IX. Food Deserts: Evidence and Policy Mismatch

S8563’s sponsor memo asserts that pricing practices by dominant retailers have forced independent grocers to close, leaving low-income neighborhoods without access to fresh, nutritious food. This claim links the bill to a body of public health and food-policy research on “food deserts”—areas where residents have limited access to affordable, nutritious food.

A. What ‘Food Deserts’ Are—and How Common They Are

The U.S. Department of Agriculture’s (USDA) Economic Research Service (ERS) defines low-income, low-access census tracts as areas where at least 500 residents, or 33% of the population, live more than one mile from a supermarket in urban areas or more than 10 miles from a supermarket in rural areas.[47] The ERS estimated in its 2009 Report to Congress that roughly 23.5 million Americans live in low-income, low-access areas. At the same time, only about 2.3 million households—roughly 10% of that population—both lack access to a vehicle and live more than one mile from a supermarket.[48]

These figures highlight an important point: while geographic access to grocery stores varies across communities, most households in low-income, low-access areas retain the ability to travel to supermarkets outside their immediate neighborhoods. Limited food access therefore reflects a combination of transportation constraints, residential patterns, and consumer behavior—not simply the absence of nearby stores.
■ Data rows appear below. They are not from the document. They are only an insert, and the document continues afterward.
//! Swap executor: player swaps and the forced swaps used by falling tiles.

use crate::board::{Board, Coord};
use crate::events::BoardEvent;
use thiserror::Error;
use tracing::debug;

/// Why a player swap was refused.
#[derive(Debug, Error, Clone, Copy, PartialEq, Eq)]
pub enum SwapRejection {
    #[error("coordinate outside the board")]
    OutOfBounds,
    #[error("cannot swap a tile with itself")]
    SameTile,
    #[error("a tile is falling")]
    Moving,
    #[error("both cells are empty")]
    BothEmpty,
    #[error("a tile is blocked")]
    Blocked,
    #[error("a cascade is settling")]
    Resolving,
}

impl Board {
    /// Check a player swap without touching the board.
    pub fn check_swap(&self, a: Coord, b: Coord) -> Result<(), SwapRejection> {
        let (Some(ta), Some(tb)) = (self.get(a), self.get(b)) else {
            return Err(SwapRejection::OutOfBounds);
        };
        if a == b {
            return Err(SwapRejection::SameTile);
        }
        if ta.moving || tb.moving {
            return Err(SwapRejection::Moving);
        }
        if ta.is_empty() && tb.is_empty() {
            return Err(SwapRejection::BothEmpty);
        }
        if ta.is_blocked() || tb.is_blocked() {
            return Err(SwapRejection::Blocked);
        }
        if ta.resolving || tb.resolving {
            return Err(SwapRejection::Resolving);
        }
        Ok(())
    }

    pub fn can_swap(&self, a: Coord, b: Coord) -> bool {
        self.check_swap(a, b).is_ok()
    }

    /// Exchange the values at `a` and `b`.
    ///
    /// A player swap (`forced == false`) is validated first and returns `false` without
    /// side effects when refused; its matches resolve before `TilesSwapped` is published.
    /// A forced swap always happens and only checks `b` for matches when `b` is at rest.
    pub fn swap_tiles(&mut self, a: Coord, b: Coord, forced: bool) -> bool {
        if forced {
            self.exchange_values(a, b);
            if !self[b].moving {
                self.resolve_matches(b, None, false);
            }
            self.notify(BoardEvent::Changed(vec![a, b]));
            return true;
        }

        if let Err(reason) = self.check_swap(a, b) {
            debug!(%a, %b, %reason, "swap rejected");
            return false;
        }
        self.exchange_values(a, b);
        self.notify(BoardEvent::Changed(vec![a, b]));
        self.resolve_matches(a, Some(b), false);
        self.notify(BoardEvent::TilesSwapped(vec![a, b]));
        true
    }

    /// Values move, flags and drop handles stay with their cells.
    fn exchange_values(&mut self, a: Coord, b: Coord) {
        let va = self[a].value;
        self[a].value = self[b].value;
        self[b].value = va;
    }
}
B. What the Research Shows About the Causes of Food Deserts

The empirical literature finds that wholesale pricing differentials play only a limited role in determining where supermarkets locate or why nutritional inequality persists.

Hunt Allcott and his co-authors combine evidence from supermarket entry events and household moves across neighborhoods with a structural model of grocery demand to simulate the effects of equalizing access to stores and prices across income groups.[49] Their counterfactual simulation finds that giving low-income households the same grocery access and prices as higher-income households would reduce nutritional inequality—measured by the healthfulness of food purchases—by roughly 10%. The remaining 90% of the gap reflects differences in demand patterns across income levels.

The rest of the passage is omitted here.